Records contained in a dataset
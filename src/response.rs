use serde::{Deserialize, Serialize};
use utoipa::ToSchema;

#[derive(Debug, Serialize, Deserialize, ToSchema, Clone)]
pub struct Meta {
    pub page: Option<i64>,
    pub per_page: Option<i64>,
    pub total: Option<i64>,
}

impl Meta {
    pub fn new(page: i64, per_page: i64, total: i64) -> Self {
        Self {
            page: Some(page),
            per_page: Some(per_page),
            total: Some(total),
        }
    }

    pub fn empty() -> Self {
        Self {
            page: None,
            per_page: None,
            total: None,
        }
    }
}

/// Envelope shared by every JSON response, success or error.
#[derive(Debug, Serialize, Deserialize, ToSchema)]
pub struct ApiResponse<T> {
    pub message: String,
    pub data: Option<T>,
    pub meta: Option<Meta>,
}

impl<T: Serialize> ApiResponse<T> {
    pub fn success(message: impl Into<String>, data: T, meta: Option<Meta>) -> Self {
        Self {
            message: message.into(),
            data: Some(data),
            meta,
        }
    }
}

#[derive(Debug, Serialize, Deserialize, ToSchema)]
pub struct ErrorData {
    pub error: String,
}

What to work on: Print the data above exactly.

Solution below:
filename src/response.rs
use serde::{Deserialize, Serialize};
use utoipa::ToSchema;

#[derive(Debug, Serialize, Deserialize, ToSchema, Clone)]
pub struct Meta {
    pub page: Option<i64>,
    pub per_page: Option<i64>,
    pub total: Option<i64>,
}

impl Meta {
    pub fn new(page: i64, per_page: i64, total: i64) -> Self {
        Self {
            page: Some(page),
            per_page: Some(per_page),
            total: Some(total),
        }
    }

    pub fn empty() -> Self {
        Self {
            page: None,
            per_page: None,
            total: None,
        }
    }
}

/// Envelope shared by every JSON response, success or error.
#[derive(Debug, Serialize, Deserialize, ToSchema)]
pub struct ApiResponse<T> {
    pub message: String,
    pub data: Option<T>,
    pub meta: Option<Meta>,
}

impl<T: Serialize> ApiResponse<T> {
    pub fn success(message: impl Into<String>, data: T, meta: Option<Meta>) -> Self {
        Self {
            message: message.into(),
            data: Some(data),
            meta,
        }
    }
}

#[derive(Debug, Serialize, Deserialize, ToSchema)]
pub struct ErrorData {
    pub error: String,
}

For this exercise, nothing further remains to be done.